I cannot think of any other cuisine that, on the whole, fulfills today’s needs better than that of Latin America. Fresh and flavorful, simple and intriguing, earthy and versatile, as well as inexpensive, it is traditional cooking at its best for contemporary needs and tastes and can be proudly shared with guests. It is my hope that you will start cooking more often these Latin American specialties that are also family friendly - and very well balanced.
I’m introducing a new feature that I hope will prove the benefits of eating a Latin American diet – the nutritional analysis. Please keep in mind these analysis are going to be only guidelines; if you have a need for a special diet, you need to consult a professional nutritionist.

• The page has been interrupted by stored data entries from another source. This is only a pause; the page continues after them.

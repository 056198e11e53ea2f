//! # Error Types
//!
//! Domain-specific error types for fleet-core.
//!
//! ## Error Hierarchy
//! ```text
//! ┌─────────────────────────────────────────────────────────────────────────┐
//! │                         Error Types                                     │
//! │                                                                         │
//! │  fleet-core errors (this file)                                         │
//! │  ├── ValidationError  - One field failed a form rule                   │
//! │  ├── FieldErrors      - Field → ValidationError map for a whole form   │
//! │  └── CoreError        - Rejected transitions, bad input, bad actions   │
//! │                                                                         │
//! │  fleet-store errors (separate crate)                                   │
//! │  └── ApiError         - What callers see (serialized)                  │
//! │                                                                         │
//! │  Flow: ValidationError → FieldErrors → CoreError → ApiError → Caller   │
//! └─────────────────────────────────────────────────────────────────────────┘
//! ```
//!
//! ## What Is NOT an Error
//! Actions that reference an id which no longer exists are absorbed by the
//! engine as no-ops. Only pre-dispatch validation and the trip status guard
//! ever reject anything.

use std::collections::BTreeMap;

use chrono::NaiveDate;
use thiserror::Error;

use crate::types::TripStatus;

// =============================================================================
// Core Error
// =============================================================================

/// Core business logic errors.
#[derive(Debug, Error)]
pub enum CoreError {
    /// A form failed validation; one entry per offending field.
    #[error("Invalid input: {0}")]
    InvalidInput(FieldErrors),

    /// A single validation failure outside of a form.
    #[error("Validation error: {0}")]
    Validation(#[from] ValidationError),

    /// The requested trip status is not reachable from the current one.
    ///
    /// ## Allowed Edges
    /// ```text
    /// Draft ──────► Dispatched ──────► Completed
    ///   │               │
    ///   └──► Cancelled ◄┘
    /// ```
    #[error("Trip {trip_id} cannot move from {from} to {to}")]
    IllegalTripTransition {
        trip_id: String,
        from: TripStatus,
        to: TripStatus,
    },

    /// A command addressed an entity that does not exist.
    #[error("{entity} not found: {id}")]
    NotFound { entity: &'static str, id: String },

    /// An action with a known type carried a payload of the wrong shape.
    #[error("Malformed action: {0}")]
    MalformedAction(String),
}

// =============================================================================
// Validation Error
// =============================================================================

/// Input validation errors.
///
/// These errors occur when user input doesn't meet requirements and are
/// raised before an action ever reaches the engine.
#[derive(Debug, Clone, PartialEq, Error)]
pub enum ValidationError {
    /// A required field is missing or empty.
    #[error("{field} is required")]
    Required { field: String },

    /// A numeric field could not be parsed.
    #[error("{field} must be a number")]
    NotANumber { field: String },

    /// Value must be positive.
    #[error("{field} must be positive")]
    MustBePositive { field: String },

    /// Value must not be negative.
    #[error("{field} must not be negative")]
    Negative { field: String },

    /// Numeric value is out of range.
    #[error("{field} must be between {min} and {max}")]
    OutOfRange { field: String, min: i64, max: i64 },

    /// Invalid format (e.g., a date that isn't YYYY-MM-DD).
    #[error("{field} has invalid format: {reason}")]
    InvalidFormat { field: String, reason: String },

    /// Duplicate value (e.g., a plate already registered).
    #[error("{field} '{value}' already exists")]
    Duplicate { field: String, value: String },

    /// The referenced entity does not exist.
    #[error("{field} '{id}' does not exist")]
    UnknownReference { field: String, id: String },

    /// Cargo heavier than the selected vehicle can carry.
    #[error("Cargo ({cargo_kg} kg) exceeds vehicle capacity ({capacity_kg} kg)")]
    CapacityExceeded { cargo_kg: u32, capacity_kg: u32 },

    /// The selected driver's license expired before today.
    #[error("Driver {driver_id} license expired on {expired_on}")]
    LicenseExpired {
        driver_id: String,
        expired_on: NaiveDate,
    },

    /// The selected vehicle or driver is not in the assignable pool.
    #[error("{field} '{id}' is not assignable while {status}")]
    NotAssignable {
        field: String,
        id: String,
        status: String,
    },

    /// The record is closed and no longer accepts changes.
    #[error("{id} is already {status}")]
    AlreadyClosed { id: String, status: String },

    /// Value is not in allowed set.
    #[error("{field} must be one of: {allowed:?}")]
    NotAllowed { field: String, allowed: Vec<String> },
}

impl ValidationError {
    /// Returns the name of the form field this error belongs to.
    pub fn field(&self) -> &str {
        match self {
            ValidationError::Required { field }
            | ValidationError::NotANumber { field }
            | ValidationError::MustBePositive { field }
            | ValidationError::Negative { field }
            | ValidationError::OutOfRange { field, .. }
            | ValidationError::InvalidFormat { field, .. }
            | ValidationError::Duplicate { field, .. }
            | ValidationError::UnknownReference { field, .. }
            | ValidationError::NotAssignable { field, .. }
            | ValidationError::NotAllowed { field, .. } => field,
            ValidationError::CapacityExceeded { .. } => "cargoWeight",
            ValidationError::LicenseExpired { .. } => "driverId",
            ValidationError::AlreadyClosed { .. } => "status",
        }
    }
}

// =============================================================================
// Field Errors
// =============================================================================

/// Field-level error map for one submitted form.
///
/// Keyed by field name; recording a second error for the same field
/// replaces the first, so the most specific rule wins.
#[derive(Debug, Clone, Default, PartialEq)]
pub struct FieldErrors {
    errors: BTreeMap<String, ValidationError>,
}

impl FieldErrors {
    pub fn new() -> Self {
        Self::default()
    }

    /// Records an error under its own field name.
    pub fn push(&mut self, error: ValidationError) {
        self.errors.insert(error.field().to_string(), error);
    }

    pub fn get(&self, field: &str) -> Option<&ValidationError> {
        self.errors.get(field)
    }

    pub fn is_empty(&self) -> bool {
        self.errors.is_empty()
    }

    pub fn len(&self) -> usize {
        self.errors.len()
    }

    pub fn iter(&self) -> impl Iterator<Item = (&str, &ValidationError)> {
        self.errors.iter().map(|(k, v)| (k.as_str(), v))
    }

    /// Field → human readable message, for display next to form inputs.
    pub fn messages(&self) -> BTreeMap<String, String> {
        self.errors
            .iter()
            .map(|(k, v)| (k.clone(), v.to_string()))
            .collect()
    }
}

impl std::fmt::Display for FieldErrors {
    fn fmt(&self, f: &mut std::fmt::Formatter<'_>) -> std::fmt::Result {
        let joined = self
            .errors
            .values()
            .map(|e| e.to_string())
            .collect::<Vec<_>>()
            .join("; ");
        f.write_str(&joined)
    }
}

// =============================================================================
// Result Type Alias
// =============================================================================

/// Convenience type alias for Results with CoreError.
pub type CoreResult<T> = Result<T, CoreError>;

// =============================================================================
// Unit Tests
// =============================================================================
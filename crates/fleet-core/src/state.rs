//! # Fleet State
//!
//! The snapshot the engine transforms: five entity collections, the
//! read-only pending cargo list and the dashboard filter selection.
//!
//! A `FleetState` is a plain value. The engine never edits one in place;
//! it builds the next snapshot and the owner swaps it in with a single
//! assignment, so observers see either the old state or the new one.

use serde::{Deserialize, Serialize};
use ts_rs::TS;

use crate::ids::IdWatermarks;
use crate::types::{Driver, Filters, FuelLog, MaintenanceLog, PendingCargo, Trip, Vehicle};

/// One consistent snapshot of the whole fleet.
///
/// Collections keep insertion order; selectors rely on it.
#[derive(Debug, Clone, Default, PartialEq, Serialize, Deserialize, TS)]
#[serde(rename_all = "camelCase")]
#[ts(export)]
pub struct FleetState {
    pub vehicles: Vec<Vehicle>,
    pub drivers: Vec<Driver>,
    pub trips: Vec<Trip>,
    pub maintenance_logs: Vec<MaintenanceLog>,
    pub fuel_logs: Vec<FuelLog>,
    pub pending_cargo: Vec<PendingCargo>,
    pub filters: Filters,
    /// Highest id accepted per collection; keeps deleted ids retired.
    #[serde(default)]
    pub issued_ids: IdWatermarks,
}

impl FleetState {
    /// An empty fleet with default (All/All) filters.
    pub fn new() -> Self {
        Self::default()
    }

    pub fn vehicle(&self, id: &str) -> Option<&Vehicle> {
        self.vehicles.iter().find(|v| v.id == id)
    }

    pub fn driver(&self, id: &str) -> Option<&Driver> {
        self.drivers.iter().find(|d| d.id == id)
    }

    pub fn trip(&self, id: &str) -> Option<&Trip> {
        self.trips.iter().find(|t| t.id == id)
    }

    pub fn maintenance_log(&self, id: &str) -> Option<&MaintenanceLog> {
        self.maintenance_logs.iter().find(|m| m.id == id)
    }

    pub fn fuel_log(&self, id: &str) -> Option<&FuelLog> {
        self.fuel_logs.iter().find(|f| f.id == id)
    }
}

We have always eaten with the seasons. I remember when I was visiting my friends in Chile, the beautiful cherimoyas we had every morning for breakfast. The long bright green asparagus as well as the fresh artichokes that were prepared in different ways to enjoy them as often as possible while they were in season. For us in Quito, big trays of corn on the cob and fava beans, with wedges of fresh cheese were served as often as possible while in season. And of course, the farmer’s markets were brimming with the seasonal foods.
I try to do the same here and look forward to the spring, when I can enjoy the best green beans and asparagus and ripe papayas, mangoes and avocados that I include in various salad combinations that will please the eye and the palate and provide awesome amounts of vitamins and minerals. Following is one of my favorite salads.
WATERCRESS, AVOCADO, AND PAPAYA SALAD
This is one of my favorite salads, with a superb combination of flavors, textures and colors, the best that our cuisine can offer. When I eat this salad I feel I’ve gotten all the vitamins I need for the day. For a main course salad add shrimp, lobster or cooked chicken breast. The amount of dressing you use depends on personal taste. I use very little dressing, just enough to enhance the flavor of the ingredients. The classic vinaigrette is one of the best dressings to have handy because it goes with so many combinations of greens and vegetables. It was one of the most popular dressings of my book Cooking with a Latin Beat.
This salad is very rich in antioxidants such as Vitamins C, A, and Beta Carotene. You can increase the amount of antioxidants by using Brazil nuts instead of walnuts and goji berries instead of cranberries.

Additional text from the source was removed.